ROMA – Leggendo proprio dal capoverso “5” Lettera agli Apostoli, ho dovuto soffermare, obbligatoriamente la mia attenzione su quei “versetti” che recitano e narrano di una vicenda che ha visto come attore principale proprio quel San Pietro, che la chiesa cattolica riconosce come primo Papa e come santo. E le antiche scritture, definite “sacre”, lasciano spazio ad ampie considerazioni, in virtù di fatti e misfatti dell’epopea cristiana.

Questa volta, vale senza dubbio alcuno, soffermarsi su di una lettura che mi è balzata strana agli occhi, di un tratto del nuovo testamento e tradotta proprio da una Bibbia di Famiglia Cristiana, che narra di alcune vicende di Simon Pietro e che la storia della chiesa cattolica, ha annoverato come il primo successore di Cristo e primo papa della storia.

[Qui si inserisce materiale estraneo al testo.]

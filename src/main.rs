use clap::{Parser, Subcommand};
use std::path::PathBuf;
use tracing_subscriber::{layer::SubscriberExt, util::SubscriberInitExt};

use bathymap::assets::ConfigLoader;
use bathymap::models::AppConfig;
use bathymap::services::{DepthPipeline, ExtractResult};
use depth_ramp::UnknownColorTally;

#[derive(Parser)]
#[command(name = "bathymap")]
#[command(about = "Convert color-coded depth maps into heightmaps and preview images")]
struct Cli {
    /// Config file (overrides CONFIG_FILE and the embedded default)
    #[arg(long, global = true)]
    config: Option<PathBuf>,

    #[command(subcommand)]
    command: Option<Commands>,
}

#[derive(Subcommand)]
enum Commands {
    /// Build the color-to-depth lookup table from a reference strip
    Calibrate {
        /// Reference strip PNG
        #[arg(short, long)]
        scale: Option<PathBuf>,

        /// Lookup table JSON to write
        #[arg(short, long)]
        output: Option<PathBuf>,

        /// Depth of the strip's first column
        #[arg(long, allow_hyphen_values = true)]
        depth_min: Option<f64>,

        /// Depth of the strip's last column
        #[arg(long, allow_hyphen_values = true)]
        depth_max: Option<f64>,
    },
    /// Convert a map image into a downsampled heightmap
    Extract {
        /// Map PNG (legend at the bottom)
        #[arg(short, long)]
        map: Option<PathBuf>,

        /// Lookup table JSON produced by `calibrate`
        #[arg(short, long)]
        lookup: Option<PathBuf>,

        /// Heightmap JSON to write
        #[arg(short, long)]
        output: Option<PathBuf>,

        /// Downsample block edge
        #[arg(short, long)]
        factor: Option<usize>,

        /// Legend rows to drop from the bottom of the map
        #[arg(long)]
        legend_height: Option<usize>,
    },
    /// Render a heightmap to a preview PNG
    Preview {
        /// Heightmap JSON
        #[arg(long)]
        heightmap: Option<PathBuf>,

        /// Preview PNG to write
        #[arg(short, long)]
        output: Option<PathBuf>,
    },
    /// Calibrate, extract and preview using the configured paths
    Run,
    /// Write the embedded default config to disk
    Init {
        /// Overwrite an existing file
        #[arg(long, short)]
        force: bool,
    },
}

fn main() -> anyhow::Result<()> {
    let cli = Cli::parse();

    match cli.command {
        Some(Commands::Calibrate {
            scale,
            output,
            depth_min,
            depth_max,
        }) => run_calibrate_command(cli.config, scale, output, depth_min, depth_max),
        Some(Commands::Extract {
            map,
            lookup,
            output,
            factor,
            legend_height,
        }) => run_extract_command(cli.config, map, lookup, output, factor, legend_height),
        Some(Commands::Preview { heightmap, output }) => {
            run_preview_command(cli.config, heightmap, output)
        }
        Some(Commands::Run) => run_all_command(cli.config),
        Some(Commands::Init { force }) => run_init_command(cli.config, force),
        None => {
            run_status_command(cli.config);
            Ok(())
        }
    }
}

fn init_logging() {
    tracing_subscriber::registry()
        .with(
            tracing_subscriber::EnvFilter::try_from_default_env()
                .unwrap_or_else(|_| "bathymap=info".into()),
        )
        .with(tracing_subscriber::fmt::layer().without_time())
        .init();
}

/// Start logging and load the config. An explicit --config must load;
/// otherwise fall back to defaults.
fn prepare(path: Option<PathBuf>) -> anyhow::Result<AppConfig> {
    init_logging();
    match path {
        Some(path) => Ok(AppConfig::load(&path)?),
        None => Ok(AppConfig::load_from_assets(&ConfigLoader::from_env())),
    }
}

fn run_calibrate_command(
    config_path: Option<PathBuf>,
    scale: Option<PathBuf>,
    output: Option<PathBuf>,
    depth_min: Option<f64>,
    depth_max: Option<f64>,
) -> anyhow::Result<()> {
    let mut config = prepare(config_path)?;
    if let Some(v) = depth_min {
        config.calibration.depth_min = v;
    }
    if let Some(v) = depth_max {
        config.calibration.depth_max = v;
    }
    let scale = scale.unwrap_or_else(|| config.paths.scale_image.clone());
    let output = output.unwrap_or_else(|| config.paths.lookup.clone());

    let table = DepthPipeline::new(config).calibrate(&scale, &output)?;
    println!(
        "Wrote {} color entries to {}",
        table.len(),
        output.display()
    );
    Ok(())
}

fn run_extract_command(
    config_path: Option<PathBuf>,
    map: Option<PathBuf>,
    lookup: Option<PathBuf>,
    output: Option<PathBuf>,
    factor: Option<usize>,
    legend_height: Option<usize>,
) -> anyhow::Result<()> {
    let mut config = prepare(config_path)?;
    if let Some(v) = factor {
        config.downsample_factor = v;
    }
    if let Some(v) = legend_height {
        config.extraction.legend_height = v;
    }
    let map = map.unwrap_or_else(|| config.paths.map_image.clone());
    let lookup = lookup.unwrap_or_else(|| config.paths.lookup.clone());
    let output = output.unwrap_or_else(|| config.paths.heightmap.clone());

    let result = DepthPipeline::new(config).extract(&map, &lookup, &output)?;
    print_extract_summary(&result, &output);
    Ok(())
}

fn run_preview_command(
    config_path: Option<PathBuf>,
    heightmap: Option<PathBuf>,
    output: Option<PathBuf>,
) -> anyhow::Result<()> {
    let config = prepare(config_path)?;
    let heightmap = heightmap.unwrap_or_else(|| config.paths.heightmap.clone());
    let output = output.unwrap_or_else(|| config.paths.preview.clone());

    let image = DepthPipeline::new(config).preview(&heightmap, &output)?;
    println!(
        "Wrote {}x{} preview to {}",
        image.width(),
        image.height(),
        output.display()
    );
    Ok(())
}

fn run_all_command(config_path: Option<PathBuf>) -> anyhow::Result<()> {
    let config = prepare(config_path)?;
    let paths = config.paths.clone();
    let result = DepthPipeline::new(config).run()?;
    println!(
        "Wrote {} color entries to {}",
        result.lookup_entries,
        paths.lookup.display()
    );
    print_extract_summary(&result.extract, &paths.heightmap);
    println!(
        "Wrote {}x{} preview to {}",
        result.preview.width(),
        result.preview.height(),
        paths.preview.display()
    );
    Ok(())
}

fn print_extract_summary(result: &ExtractResult, output: &std::path::Path) {
    println!(
        "Wrote {}x{} heightmap to {}",
        result.heightmap.width(),
        result.heightmap.height(),
        output.display()
    );
    print_unknown_colors(&result.extraction.tally);
}

fn print_unknown_colors(tally: &UnknownColorTally) {
    if tally.is_empty() {
        println!("\nNo unknown colors found.");
        return;
    }
    println!(
        "\nFound {} unknown colors not in the scale:",
        tally.len()
    );
    for (color, count) in tally.sorted_by_frequency() {
        println!("  ({color}): {count} occurrences");
    }
}

fn run_init_command(config: Option<PathBuf>, force: bool) -> anyhow::Result<()> {
    let loader = match config {
        Some(path) => ConfigLoader::new(Some(path)),
        None => ConfigLoader::from_env(),
    };
    let report = loader.init(force)?;

    for f in &report.written {
        println!("  + {f}");
    }
    if !report.skipped.is_empty() {
        println!("Skipped existing files (use --force to overwrite):");
        for f in &report.skipped {
            println!("  - {f}");
        }
    }
    Ok(())
}

fn run_status_command(config: Option<PathBuf>) {
    const VERSION: &str = env!("CARGO_PKG_VERSION");

    println!("Bathymap v{VERSION}");
    println!("Color-coded depth maps to heightmaps\n");

    let config_env = std::env::var("CONFIG_FILE").ok();
    println!("Environment Variables:");
    println!(
        "  CONFIG_FILE = {}",
        config_env.as_deref().unwrap_or("(not set)")
    );

    let (source, settings) = match config {
        Some(path) => match AppConfig::load(&path) {
            Ok(c) => (path.display().to_string(), c),
            Err(e) => (format!("{} (error: {e})", path.display()), AppConfig::default()),
        },
        None => {
            let loader = ConfigLoader::from_env();
            (loader.source_description(), AppConfig::load_from_assets(&loader))
        }
    };

    println!("\nConfig: {source}");
    println!(
        "  depth range      {} .. {} over {} columns",
        settings.calibration.depth_min,
        settings.calibration.depth_max,
        settings.calibration.strip_width
    );
    println!(
        "  legend height    {} rows",
        settings.extraction.legend_height
    );
    println!(
        "  near-white band  {}..={}",
        settings.extraction.near_white.low, settings.extraction.near_white.high
    );
    println!("  downsample       {}x", settings.downsample_factor);
    println!("  preview stops    {}", settings.preview.stops.len());

    println!("\nPaths:");
    println!("  scale     {}", settings.paths.scale_image.display());
    println!("  map       {}", settings.paths.map_image.display());
    println!("  lookup    {}", settings.paths.lookup.display());
    println!("  heightmap {}", settings.paths.heightmap.display());
    println!("  preview   {}", settings.paths.preview.display());

    println!("\nCommands:");
    println!("  bathymap calibrate  Build the lookup table from the reference strip");
    println!("  bathymap extract    Convert the map into a heightmap");
    println!("  bathymap preview    Render a heightmap to PNG");
    println!("  bathymap run        All three stages with configured paths");
    println!("  bathymap init       Write the default config file");
    println!("\nRun 'bathymap --help' for more details.");
}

Bisogna comprendere che la vicenda parte dal momento in cui lo stesso Pietro, ha preso il posto di Cristo, perché oramai era “asceso in cielo” e quindi il comando spettava proprio allo stesso Pietro. In quel periodo vigeva una legge molto particolare, ed asseriva che “i beni di tutti, bisognava metterli ai piedi degli apostoli”. Ovvero bisognava consegnare il danaro ai capi. Come sappiamo Pietro era a capo di un folto gruppo, quei pescatori di anime, il quale proselitismo doveva avvicinare alla parola di Cristo, quante più persone fosse stato possibile.

A gestire il denaro, quindi, ci pensavano i capi, ovvero gli apostoli e quindi il capo, Pietro. Un gruppo o una setta? Anania e Saffira, una coppia di giovani sposi del tempo, avevano venduto un loro campo e non avevano dato tutto il danaro agli apostoli, trattenendosene una parte.

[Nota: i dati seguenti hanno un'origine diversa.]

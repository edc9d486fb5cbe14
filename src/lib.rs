//! Bathymap - color-coded depth maps to heightmaps
//!
//! Calibrates a reference gradient strip, converts a map image into a
//! downsampled depth grid, and renders grids back to preview images.
//! This library exposes modules for integration testing.

pub mod assets;
pub mod error;
pub mod models;
pub mod rendering;
pub mod services;
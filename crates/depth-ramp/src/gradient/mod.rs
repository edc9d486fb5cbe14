//! Preview rendering through a fixed color ramp.
//!
//! The ramp here is unrelated to the calibration strip: it is a diagnostic
//! palette chosen so that a rendered heightmap is easy to eyeball, not a
//! reproduction of the source map's colors.

mod ramp;
mod renderer;

pub use ramp::{Gradient, GradientError, GradientStop};
pub use renderer::GradientRenderer;
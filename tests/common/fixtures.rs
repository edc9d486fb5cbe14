//! Synthetic strip and map images.

use depth_ramp::{Rgb, RgbImage, DEFAULT_LEGEND_HEIGHT, DEFAULT_STRIP_WIDTH};

/// Colors used by the synthetic map
pub mod colors {
    use depth_ramp::Rgb;

    /// First strip column, depth -500
    pub const DEEPEST: Rgb = Rgb::new(0, 0, 0);

    /// Anti-aliased gray missing from the strip
    pub const LIGHT_GRAY: Rgb = Rgb::new(200, 200, 200);

    /// Never calibrated
    pub const MAGENTA: Rgb = Rgb::new(250, 0, 250);

    /// Legend text color, never calibrated
    pub const LEGEND_GREEN: Rgb = Rgb::new(13, 250, 13);
}

/// Strip column `i` gets a unique dark color; the last column is white
pub fn strip_color(i: usize) -> Rgb {
    if i == DEFAULT_STRIP_WIDTH - 1 {
        Rgb::WHITE
    } else {
        Rgb::new((i / 256) as u8, (i % 256) as u8, 0)
    }
}

/// A one-row reference strip of the default width
pub fn reference_strip() -> RgbImage {
    RgbImage::from_pixels(
        (0..DEFAULT_STRIP_WIDTH).map(strip_color).collect(),
        DEFAULT_STRIP_WIDTH,
        1,
    )
    .expect("strip dimensions")
}

/// An 8x6 data area above a default-height legend.
///
/// Left half is the deepest color, right half white with one light gray
/// pixel at (5, 1). Pixels (0, 0) and (1, 0) are magenta.
pub fn sample_map() -> RgbImage {
    let width = 8;
    let data_rows = 6;
    let mut map = RgbImage::filled(width, data_rows + DEFAULT_LEGEND_HEIGHT, colors::LEGEND_GREEN);
    for y in 0..data_rows {
        for x in 0..width {
            let color = if x < width / 2 {
                colors::DEEPEST
            } else {
                Rgb::WHITE
            };
            map.set(x, y, color);
        }
    }
    map.set(5, 1, colors::LIGHT_GRAY);
    map.set(0, 0, colors::MAGENTA);
    map.set(1, 0, colors::MAGENTA);
    map
}

/// Expected downsampled heightmap for [`sample_map`]
pub fn sample_heightmap_rows() -> Vec<Vec<Option<f64>>> {
    vec![vec![Some(-500.0), Some(-500.0), Some(160.0), Some(160.0)]; 3]
}
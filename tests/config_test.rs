//! Config loading from files, the environment loader and the embedded default.

mod common;

use bathymap::assets::ConfigLoader;
use bathymap::error::PipelineError;
use bathymap::models::AppConfig;
use bathymap::services::DepthPipeline;
use common::TestWorkspace;
use depth_ramp::Rgb;
use pretty_assertions::assert_eq;

#[test]
fn test_explicit_config_must_parse() {
    let ws = TestWorkspace::new();
    let path = ws.path("broken.yaml");
    std::fs::write(&path, "calibration: [unterminated").unwrap();

    let err = AppConfig::load(&path).unwrap_err();
    assert!(matches!(err, PipelineError::Config(_)));
}

#[test]
fn test_explicit_config_missing_is_io_error() {
    let ws = TestWorkspace::new();
    let err = AppConfig::load(&ws.path("absent.yaml")).unwrap_err();
    assert!(matches!(err, PipelineError::Io(_)));
}

#[test]
fn test_unparseable_loader_config_falls_back_to_defaults() {
    let ws = TestWorkspace::new();
    let path = ws.path("broken.yaml");
    std::fs::write(&path, "downsample_factor: [").unwrap();

    let config = AppConfig::load_from_assets(&ConfigLoader::new(Some(path)));
    assert_eq!(config, AppConfig::default());
}

#[test]
fn test_init_then_load_round_trips_defaults() {
    let ws = TestWorkspace::new();
    let path = ws.path("bathymap.yaml");
    let loader = ConfigLoader::new(Some(path.clone()));

    loader.init(false).unwrap();
    assert_eq!(AppConfig::load(&path).unwrap(), AppConfig::default());
}

#[test]
fn test_custom_ramp_drives_preview() {
    let ws = TestWorkspace::new();
    let path = ws.path("ramp.yaml");
    std::fs::write(
        &path,
        r#"
preview:
  stops:
    - { depth: 0, color: [0, 0, 0] }
    - { depth: 100, color: [200, 100, 50] }
  no_data_color: [1, 2, 3]
"#,
    )
    .unwrap();
    let config = AppConfig::load(&path).unwrap();

    let heightmap = ws.path("h.json");
    std::fs::write(&heightmap, "[[50.0, null, 1000.0]]").unwrap();
    let image = DepthPipeline::new(config)
        .preview(&heightmap, &ws.path("p.png"))
        .unwrap();

    assert_eq!(
        image.pixels(),
        &[Rgb::new(100, 50, 25), Rgb::new(1, 2, 3), Rgb::new(200, 100, 50)]
    );
}

#[test]
fn test_inverted_near_white_band_falls_back_to_defaults() {
    let ws = TestWorkspace::new();
    let path = ws.path("inverted.yaml");
    std::fs::write(&path, "extraction:\n  near_white:\n    low: 240\n    high: 100\n").unwrap();

    assert!(matches!(
        AppConfig::load(&path).unwrap_err(),
        PipelineError::Config(_)
    ));
    let config = AppConfig::load_from_assets(&ConfigLoader::new(Some(path)));
    assert_eq!(config, AppConfig::default());
}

Venuto a conoscenza di questa vendita e di quei guadagni, Pietro, l’apostolo, chiama a se Anania e gli dice: “Perché hai pensato di prendere in giro in questo modo lo spirito? Come ti sei permesso di trattenere somme maggiori e di non averle consegnate a me? Solo a queste parole, Anania muore. Lo seppelliscono, ed in quel momento giunge la moglie e Pietro con atteggiamento da poliziotto le chiede:” a quanto avete venduto quel campo? E lei, Saffira dice la stessa cifra che aveva concordato col marito. Al che Pietro risponde: “guarda che quelli che hanno portato a seppellire tuo marito, ora tornano e seppelliranno anche te”. Ma quello non era il gruppo dove si doveva praticare il perdono 70 volte 7? Non doveva invece dire ad Anania,… sappiamo che ti sei trattenuto una parte maggiore di danaro e quindi non è una buona regola comportarsi in questo modo? Sai che bisogna consegnare tutto e comunque questa volta ti perdono? NO. Invece non c’è stato nessun perdono.

C’è da chiedersi: Anania è morto di ictus? Di infarto? Di colera? O di quale altra malattia improvvisa? Niente di tutto ciò, oppure è morto, come dice Porfirio nel nuovo testamento, “L’ha ucciso Pietro?” Quando leggerete quel passo capirete anche voi che ad uccidere Anania, l’ha ucciso proprio lui, Pietro, il successore di Cristo. Atti degli Apostoli cap. 5. I due muoiono, ma in effetti quando ritorna il gruppo che ha seppellito Anania, gli stessi trovano la moglie già morta, e li c’erano soltanto Pietro e la moglie, di Anania, Saffira. E viene riportato che tutta la comunità ebbe timore di quel comportamento assassino in quanto bisognava far capire che “qui le regole si rispettano”. “Il denaro va consegnato tutto a noi” (Pietro) e non potete fare quello che volete.

Non bisogna dimenticare che Pietro, poco tempo prima, per salvarsi aveva rinnegato proprio Gesù Cristo giurando e spergiurando di non conoscerlo. Vero? Come tradurre in chiave moderna questo comportamento? Non c’è differenza con i clan o con le sette di oggi. Nessuna differenza; bisogna rispettare le regole. Si evince quindi che la legge della religione può uccidere. E Girolamo, che è colui che ha tradotto in latino la Bibbia, nell’epistola 109, ricorda la Ceveritas e dice, raccontando… La durezza di Pietro quando uccise Anania e Saffira.

Che dire, tenetevi caro il vostro San Pietro. La storia della religione Cristiana andrebbe rivista e rivisitata. Ma basterebbe, che il Vaticano avesse la compiacenza di proporre le vere traduzioni originali, così come sono state realmente scritte, e non affidate a manigoldi di Teologi, su incarico della chiesa stessa, negli anni passati, e dare una lettura diversa a fatti che francamente ci sembrano opposti a quelli che raccontano.